Discretion in the enforcement of immigration law embraces immediate human concerns. Unauthorized workers trying to support their families, for example, likely pose less danger than alien smugglers or aliens who commit a serious crime. The equities of an individual case may turn on many factors, including whether the alien has children born in the United States, long ties to the community, or a record of distinguished military service. Some discretionary decisions involve policy choices that bear on this Nation’s international relations. Returning an alien to his own country may be deemed inappropriate even where he has committed a removable offense or fails to meet the criteria for admission. The foreign state maybe mired in civil war, complicit in political persecution, or enduring conditions that create a real risk that the alien or his family will be harmed upon return. The dynamic nature of relations with other countries requires the Executive Branch to ensure that enforcement policies are consistent with this Nation’s foreign policy with respect to these and other realities.

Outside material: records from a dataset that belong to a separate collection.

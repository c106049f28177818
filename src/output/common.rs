//! Common utilities for output formatters

use serde::Serialize;

use crate::error::{Result, TfeError};

/// Escape a value for CSV output
/// Handles commas, quotes, and newlines according to RFC 4180
pub fn escape_csv(value: &str) -> String {
    if value.contains(',') || value.contains('"') || value.contains('\n') {
        format!("\"{}\"", value.replace('"', "\"\""))
    } else {
        value.to_string()
    }
}

/// Print a value as pretty JSON
pub fn print_json<T: Serialize>(value: &T) -> Result<()> {
    println!("{}", serde_json::to_string_pretty(value)?);
    Ok(())
}

/// Print a value as YAML
pub fn print_yaml<T: Serialize>(value: &T) -> Result<()> {
    let yaml = serde_yml::to_string(value).map_err(|e| TfeError::Json(e.to_string()))?;
    print!("{}", yaml);
    Ok(())
}

#[cfg(test)]
mod tests {
    use super::*;

    #[test]
    fn test_escape_csv_simple() {
        assert_eq!(escape_csv("simple"), "simple");
    }

    #[test]
    fn test_escape_csv_with_comma() {
        assert_eq!(escape_csv("has,comma"), "\"has,comma\"");
    }

    #[test]
    fn test_escape_csv_with_quotes() {
        assert_eq!(escape_csv("has\"quote"), "\"has\"\"quote\"");
    }

    #[test]
    fn test_escape_csv_empty() {
        assert_eq!(escape_csv(""), "");
    }

    #[test]
    fn test_print_json_and_yaml() {
        let value = serde_json::json!({"email": "a@x.com"});
        assert!(print_json(&value).is_ok());
        assert!(print_yaml(&value).is_ok());
    }
}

Arizona v. USA, supra, Slip Op. at pages 4-5.

Although the Supreme Court struck down all of the other provisions of Arizona’s SB 1070, it narrowly upheld 2(B), the “show me your papers” law, which requires state officers to make “a reasonable attempt….to determine the immigration status” of any person they stop, detain, or arrest on some other legitimate basis if “reasonable suspicion exists that the person is an alien and is unlawfully present in the United States.” Section 2(B) further provides that “[a]ny person who is arrested shall have the person’s immigration status determined before the person is released.” The Supreme Court upheld the provision, for now, since it had not taken effect, but cautioned that a person’s detention under an Arizona provision cannot be prolonged because the state cannot readily determine this person’s immigration status.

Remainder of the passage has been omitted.